> _WORK ITEM_: Within the material below, locate the line with "LedgerBuilder::generate(&snapshot, id, range)" and the line with "sort: if *by_name", then return those two lines and all lines between them, exactly as written.

····················

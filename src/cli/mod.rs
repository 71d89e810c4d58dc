//! Command line front-end over the reconciliation engine.

pub mod output;
pub mod report;
pub mod table;

use std::path::Path;

use chrono::NaiveDate;
use daybook_config::Config;
use daybook_core::{
    snapshot_warnings, CoreError, LedgerBuilder, OutstandingAggregator, OutstandingQuery,
    OutstandingSort, RateService, ReconcileService, SnapshotStorage,
};
use daybook_domain::{DateRange, DaybookSnapshot, FuelType, RecordId};
use daybook_storage_json::{load_snapshot_from_path, JsonSnapshotStorage};
use rust_decimal::Decimal;
use serde::Serialize;

use crate::errors::CliError;
use crate::utils::build_info;
use output::OutputPreferences;

pub const USAGE: &str = "\
Usage: daybook_cli [--json] <command> [args]

Commands:
  stats <daybook> <from> [to]          cash position and fuel totals
  ledger <daybook> <customer> <from> <to>
                                       running balance of one customer
  outstanding <daybook> <till> [--hide-zero] [--hide-negative] [--by-name]
                                       balances of every customer
  rate <daybook> <fuel> <date>         price in effect on a day
  rates <daybook> <date>               every fuel price on a day
  check <daybook>                      report inconsistencies
  list                                 day-books in the data directory
  backup <daybook> [note]              back up a stored day-book
  backups <daybook>                    list backups of a day-book
  version                              build information
  help                                 this message

<daybook> is a path to a snapshot file or the name of a stored day-book.
Dates use YYYY-MM-DD.";

#[derive(Debug, Clone, PartialEq, Eq)]
pub enum Command {
    Stats {
        daybook: String,
        from: NaiveDate,
        to: NaiveDate,
    },
    Ledger {
        daybook: String,
        customer: String,
        from: NaiveDate,
        to: NaiveDate,
    },
    Outstanding {
        daybook: String,
        till: NaiveDate,
        hide_zero: bool,
        hide_negative: bool,
        by_name: bool,
    },
    Rate {
        daybook: String,
        fuel: String,
        date: NaiveDate,
    },
    Rates {
        daybook: String,
        date: NaiveDate,
    },
    Check {
        daybook: String,
    },
    List,
    Backup {
        daybook: String,
        note: Option<String>,
    },
    Backups {
        daybook: String,
    },
    Version,
    Help,
}

#[derive(Debug, Clone, PartialEq, Eq)]
pub struct Invocation {
    pub command: Command,
    pub json: bool,
}

/// Parses the arguments that follow the program name.
pub fn parse_args<I, S>(args: I) -> Result<Invocation, CliError>
where
    I: IntoIterator<Item = S>,
    S: Into<String>,
{
    let mut json = false;
    let mut flags = Vec::new();
    let mut positional = Vec::new();
    for arg in args.into_iter().map(Into::into) {
        match arg.as_str() {
            "--json" => json = true,
            "-h" | "--help" => positional.insert(0, "help".to_string()),
            flag if flag.starts_with("--") => flags.push(arg),
            _ => positional.push(arg),
        }
    }

    let mut words = positional.into_iter();
    let name = words.next().unwrap_or_else(|| "help".to_string());
    let rest: Vec<String> = words.collect();

    let command = match name.as_str() {
        "stats" => {
            let (daybook, from, to) = match rest.as_slice() {
                [daybook, from] => (daybook, from, from),
                [daybook, from, to] => (daybook, from, to),
                _ => return Err(usage("stats expects <daybook> <from> [to]")),
            };
            Command::Stats {
                daybook: daybook.clone(),
                from: parse_date(from)?,
                to: parse_date(to)?,
            }
        }
        "ledger" => match rest.as_slice() {
            [daybook, customer, from, to] => Command::Ledger {
                daybook: daybook.clone(),
                customer: customer.clone(),
                from: parse_date(from)?,
                to: parse_date(to)?,
            },
            _ => return Err(usage("ledger expects <daybook> <customer> <from> <to>")),
        },
        "outstanding" => match rest.as_slice() {
            [daybook, till] => Command::Outstanding {
                daybook: daybook.clone(),
                till: parse_date(till)?,
                hide_zero: take_flag(&mut flags, "--hide-zero"),
                hide_negative: take_flag(&mut flags, "--hide-negative"),
                by_name: take_flag(&mut flags, "--by-name"),
            },
            _ => return Err(usage("outstanding expects <daybook> <till>")),
        },
        "rate" => match rest.as_slice() {
            [daybook, fuel, date] => Command::Rate {
                daybook: daybook.clone(),
                fuel: fuel.clone(),
                date: parse_date(date)?,
            },
            _ => return Err(usage("rate expects <daybook> <fuel> <date>")),
        },
        "rates" => match rest.as_slice() {
            [daybook, date] => Command::Rates {
                daybook: daybook.clone(),
                date: parse_date(date)?,
            },
            _ => return Err(usage("rates expects <daybook> <date>")),
        },
        "check" => match rest.as_slice() {
            [daybook] => Command::Check {
                daybook: daybook.clone(),
            },
            _ => return Err(usage("check expects <daybook>")),
        },
        "list" => match rest.as_slice() {
            [] => Command::List,
            _ => return Err(usage("list takes no arguments")),
        },
        "backup" => match rest.as_slice() {
            [daybook] => Command::Backup {
                daybook: daybook.clone(),
                note: None,
            },
            [daybook, note @ ..] => Command::Backup {
                daybook: daybook.clone(),
                note: Some(note.join(" ")),
            },
            _ => return Err(usage("backup expects <daybook> [note]")),
        },
        "backups" => match rest.as_slice() {
            [daybook] => Command::Backups {
                daybook: daybook.clone(),
            },
            _ => return Err(usage("backups expects <daybook>")),
        },
        "version" => Command::Version,
        "help" => Command::Help,
        other => return Err(usage(format!("unknown command `{other}`"))),
    };

    if let Some(flag) = flags.first() {
        return Err(usage(format!("unknown option `{flag}`")));
    }
    Ok(Invocation { command, json })
}

/// Runs one command and prints its output to stdout.
pub fn run_cli<I, S>(args: I, config: &Config) -> Result<(), CliError>
where
    I: IntoIterator<Item = S>,
    S: Into<String>,
{
    output::set_preferences(OutputPreferences::from_environment(config.ui_color_enabled));
    let invocation = parse_args(args)?;
    tracing::debug!(command = ?invocation.command, "running command");
    let rendered = execute(&invocation, config)?;
    println!("{rendered}");
    Ok(())
}

/// Executes a parsed invocation and returns what should be printed.
pub fn execute(invocation: &Invocation, config: &Config) -> Result<String, CliError> {
    let json = invocation.json;
    let currency = config.currency.as_str();

    match &invocation.command {
        Command::Stats { daybook, from, to } => {
            let snapshot = load_daybook(daybook, config)?;
            let range = date_range(*from, *to)?;
            let stats = ReconcileService::statistics(&snapshot, range);
            render(json, &stats, || report::render_statistics(&stats, currency))
        }
        Command::Ledger {
            daybook,
            customer,
            from,
            to,
        } => {
            let snapshot = load_daybook(daybook, config)?;
            let range = date_range(*from, *to)?;
            let ledger = match LedgerBuilder::generate_by_name(&snapshot, customer, range) {
                Some(ledger) => ledger,
                None => {
                    let id = customer
                        .parse::<RecordId>()
                        .ok()
                        .filter(|id| snapshot.customer(*id).is_some())
                        .ok_or_else(|| CliError::UnknownCustomer(customer.clone()))?;
                    LedgerBuilder::generate(&snapshot, id, range)
                }
            };
            render(json, &ledger, || report::render_ledger(&ledger, currency))
        }
        Command::Outstanding {
            daybook,
            till,
            hide_zero,
            hide_negative,
            by_name,
        } => {
            let snapshot = load_daybook(daybook, config)?;
            let query = OutstandingQuery {
                hide_zero: *hide_zero,
                hide_negative: *hide_negative,
                sort: if *by_name {
                    OutstandingSort::ByName
                } else {
                    OutstandingSort::ByOutstandingDesc
                },
                ..OutstandingQuery::till(*till)
            };
            let outstanding = OutstandingAggregator::compute(&snapshot, &query);
            render(json, &outstanding, || report::render_outstanding(&outstanding, currency))
        }
        Command::Rate {
            daybook,
            fuel,
            date,
        } => {
            let snapshot = with_config_prices(load_daybook(daybook, config)?, config);
            let fuel = FuelType::new(fuel.as_str());
            let rate = RateService::require(&snapshot.rates, &fuel, *date)?;
            let payload = RateLookup {
                fuel_type: &fuel,
                date: *date,
                rate,
            };
            render(json, &payload, || report::render_rate(&fuel, *date, rate, currency))
        }
        Command::Rates { daybook, date } => {
            let snapshot = with_config_prices(load_daybook(daybook, config)?, config);
            let rates = snapshot.rates.rates_on(*date);
            render(json, &rates, || report::render_rates_on(&snapshot.rates, *date, currency))
        }
        Command::Check { daybook } => {
            let snapshot = load_daybook(daybook, config)?;
            let warnings = snapshot_warnings(&snapshot);
            render(json, &warnings, || {
                if warnings.is_empty() {
                    format!("{}: no issues found", snapshot.name)
                } else {
                    let prefs = output::current_preferences();
                    warnings
                        .iter()
                        .map(|warning| output::styled(output::MessageKind::Warning, warning, &prefs))
                        .collect::<Vec<_>>()
                        .join("\n")
                }
            })
        }
        Command::List => {
            let storage = open_storage(config)?;
            let names = storage.list_snapshots()?;
            render(json, &names, || {
                if names.is_empty() {
                    "No day-books found.".to_string()
                } else {
                    names.join("\n")
                }
            })
        }
        Command::Backup { daybook, note } => {
            let storage = open_storage(config)?;
            let snapshot = storage.load_snapshot(daybook)?;
            let info = storage.backup_snapshot(daybook, &snapshot, note.as_deref())?;
            tracing::info!(daybook = %daybook, backup = %info.id, "backup created");
            let path = info.path.display().to_string();
            render(json, &path, || format!("Backup created: {path}"))
        }
        Command::Backups { daybook } => {
            let storage = open_storage(config)?;
            let backups: Vec<String> = storage
                .list_backups(daybook)?
                .into_iter()
                .map(|backup| format!("{}  {}", backup.created_at, backup.id))
                .collect();
            render(json, &backups, || {
                if backups.is_empty() {
                    format!("No backups for `{daybook}`.")
                } else {
                    backups.join("\n")
                }
            })
        }
        Command::Version => Ok(build_info::CURRENT.to_string()),
        Command::Help => Ok(USAGE.to_string()),
    }
}

#[derive(Serialize)]
struct RateLookup<'a> {
    fuel_type: &'a FuelType,
    date: NaiveDate,
    rate: Decimal,
}

fn render<T, F>(json: bool, value: &T, text: F) -> Result<String, CliError>
where
    T: Serialize + ?Sized,
    F: FnOnce() -> String,
{
    if json {
        Ok(serde_json::to_string_pretty(value)?)
    } else {
        Ok(text())
    }
}

fn usage(message: impl Into<String>) -> CliError {
    CliError::Usage(message.into())
}

fn take_flag(flags: &mut Vec<String>, flag: &str) -> bool {
    let before = flags.len();
    flags.retain(|candidate| candidate != flag);
    flags.len() != before
}

fn parse_date(value: &str) -> Result<NaiveDate, CliError> {
    NaiveDate::parse_from_str(value, "%Y-%m-%d").map_err(|_| CliError::InvalidDate(value.to_string()))
}

fn date_range(from: NaiveDate, to: NaiveDate) -> Result<DateRange, CliError> {
    DateRange::new(from, to).map_err(|err| CliError::Core(CoreError::from(err)))
}

fn open_storage(config: &Config) -> Result<JsonSnapshotStorage, CliError> {
    Ok(JsonSnapshotStorage::with_retention(
        config.resolve_daybooks_dir(),
        config.resolve_backup_root(),
        config.backup_retention,
    )?)
}

/// Loads a snapshot from an explicit path, else by name from the data directory.
fn load_daybook(reference: &str, config: &Config) -> Result<DaybookSnapshot, CliError> {
    let path = Path::new(reference);
    if path.is_file() {
        return Ok(load_snapshot_from_path(path)?);
    }
    Ok(open_storage(config)?.load_snapshot(reference)?)
}

/// Seeds static prices for fuel types the snapshot has no default for.
fn with_config_prices(mut snapshot: DaybookSnapshot, config: &Config) -> DaybookSnapshot {
    for (fuel, price) in &config.fuel_prices {
        let fuel = FuelType::new(fuel.as_str());
        if snapshot.rates.default_price(&fuel).is_none() {
            snapshot.rates.set_default(fuel, *price);
        }
    }
    snapshot
}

····················

> _WRITTEN RESPONSE_:
                    LedgerBuilder::generate(&snapshot, id, range)
                }
            };
            render(json, &ledger, || report::render_ledger(&ledger, currency))
        }
        Command::Outstanding {
            daybook,
            till,
            hide_zero,
            hide_negative,
            by_name,
        } => {
            let snapshot = load_daybook(daybook, config)?;
            let query = OutstandingQuery {
                hide_zero: *hide_zero,
                hide_negative: *hide_negative,
                sort: if *by_name {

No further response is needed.